Legal Innovation Fellowship: From Zero to Open-Source Automated Legal Analogical Reasoning in Three Months
I believe the access to justice problem cannot be significantly improved in the short or medium term without automating legal services. One of the difficult aspects of automating legal services has been finding a way to automatically get explainable predictions for subjective, discretionary legal issues.
What does that mean with less jargon? Computers have been pretty good, for at least the last 40 years, at telling you whether or not you are a citizen, or what your taxes should be. The answers are clear cut. They have been less useful for telling you whether or not you were negligent, or whether your use of force was reasonable in all the circumstances. Those legal concepts have been too fuzzy for expert systems.
The American Bar Association’s Center for Innovation awarded me an Innovation Fellowship to try and fix that. I’m happy to announce that the main goals of that project have been met.
Phase 1: Add Analogical Case-Based Reasoning to docassemble
Docassemble is the leading open-source tool for building legal interview and document automation tools. OpenLCBR is an open-source implementation of the IBP algorithm for automating case-based reasoning by analogy. Phase 1 of the project involved writing a piece of software, docassemble-openlcbr, to make it possible to use openlcbr inside a docassemble interview.
Phase 2: Build Tools for Building Analogical Reasoners
Docassemble-openlcbr tool allowed you to run an analogical reasoner, but it didn’t provide you any convenient way to build one. Phase 2 of the fellowship project was to build a tool that would allow non-technical users (read: lawyers) to build an analogical reasoner in a user-friendly interface.
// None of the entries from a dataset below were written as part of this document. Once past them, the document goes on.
//! Machine reconciler.
//!
//! A machine is composed of its system settings, memory and processor
//! settings, attached hard drives and network adapters. Creation defines the
//! system with memory and processor in one call, then attaches drives before
//! adapters in declared order. A failing drive or adapter is logged and
//! skipped; the machine is kept.

use std::collections::HashSet;

use async_trait::async_trait;
use hyperv_mgmt::method::{
    AddResourceSettings, DefineSystem, DestroySystem, ModifyResourceSettings, ModifySystemSettings, RemoteMethod,
    RemoveResourceSettings, RequestStateChange, RequestedState,
};
use hyperv_mgmt::{EmbeddedObject, Instance, ObjectPath, Properties, Query, RemoteObjectHandle, ServiceRole, classes};
use tracing::{debug, info};

use super::network_adapter::{self, instance_id};
use super::{Changes, Reconciler, SubResourcePolicy, settle};
use crate::context::{ReconcileContext, RemoteScope};
use crate::error::{ReconcileError, Result};
use crate::resources::machine::{AutoStartAction, AutoStopAction, ControllerType, MachineSettings, adapter_name};
use crate::resources::{HardDriveInput, MachineInputs, MachineOutputs, NetworkAdapterInputs, ResourceKind, identity};

const ENABLED_STATE_RUNNING: u64 = 2;

/// Settings groups the host only changes while the machine is off.
const STOPPED_GROUPS: [&str; 4] = ["memory", "processor", "hardDrives", "networkAdapters"];

pub struct MachineReconciler;

/// A machine's computer system together with its system settings.
pub(crate) struct MachineRef {
    system: Instance,
    settings: Instance,
}

impl MachineRef {
    /// Host-assigned identifier, also the prefix of every child InstanceID.
    pub(crate) fn id(&self) -> &str {
        self.system.get_str("Name").unwrap_or_default()
    }

    pub(crate) fn name(&self) -> &str {
        self.system.get_str("ElementName").unwrap_or_default()
    }

    pub(crate) fn system(&self) -> &RemoteObjectHandle {
        self.system.handle()
    }

    pub(crate) fn system_path(&self) -> &ObjectPath {
        self.system.path()
    }

    pub(crate) fn settings_path(&self) -> &ObjectPath {
        self.settings.path()
    }

    fn is_running(&self) -> bool {
        self.system.get_u64("EnabledState") == Some(ENABLED_STATE_RUNNING)
    }
}

fn machine_query(name: &str) -> Query {
    Query::by_name(classes::COMPUTER_SYSTEM, "ElementName", name).equals("Caption", classes::VIRTUAL_MACHINE_CAPTION)
}

fn child_query(class: &str, vm: &MachineRef) -> Query {
    Query::all(class).contains("InstanceID", vm.id())
}

/// Look up a machine by name.
pub(crate) async fn find_machine(scope: &RemoteScope<'_>, name: &str) -> Result<Option<MachineRef>> {
    let Some(system) = scope.find(&machine_query(name)).await? else {
        return Ok(None);
    };
    let id = system.get_str("Name").unwrap_or_default().to_string();
    let settings = scope
        .find(&Query::by_name(classes::SYSTEM_SETTINGS, "VirtualSystemIdentifier", &id))
        .await?
        .ok_or_else(|| scope.unexpected("ExecQuery", format!("machine '{name}' has no system settings")))?;
    Ok(Some(MachineRef { system, settings }))
}

fn system_settings(name: &str, settings: &MachineSettings) -> EmbeddedObject {
    let subtype = match settings.generation {
        1 => classes::SUBTYPE_GENERATION_1,
        _ => classes::SUBTYPE_GENERATION_2,
    };
    let obj = EmbeddedObject::new(classes::SYSTEM_SETTINGS)
        .with("ElementName", name)
        .with("VirtualSystemSubType", subtype)
        .with("AutomaticStartupAction", settings.auto_start.code())
        .with("AutomaticShutdownAction", settings.auto_stop.code());
    if settings.generation == 1 {
        obj.with("SecureBootEnabled", false)
    } else {
        obj
    }
}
In this post I describe the results of that phase.
Phase 3: A Demonstration Reasoner and Interview
The last phase of the project was an experiment. The goal was to generate a new analogical reasoner using the tools I had developed in Phase 2, and then use that reasoner along with the tools I had developed in Phase 1 to create a website that automated a legal service that required answering a subjective question in an access-to-justice area of law.
There were a number of things that I wanted to learn:
- If you build an analogical reasoner in docassemble-openlcbr, does it work?
- Do the tools work properly? How can they be improved?
- How hard is it to build an analogical reasoner that works? Is the effort worth what you get out of it?
- What is the process for the legal expert in building an analogical reasoner? What are some of the problems that you experience, and what are some of the things you can do to make the result better?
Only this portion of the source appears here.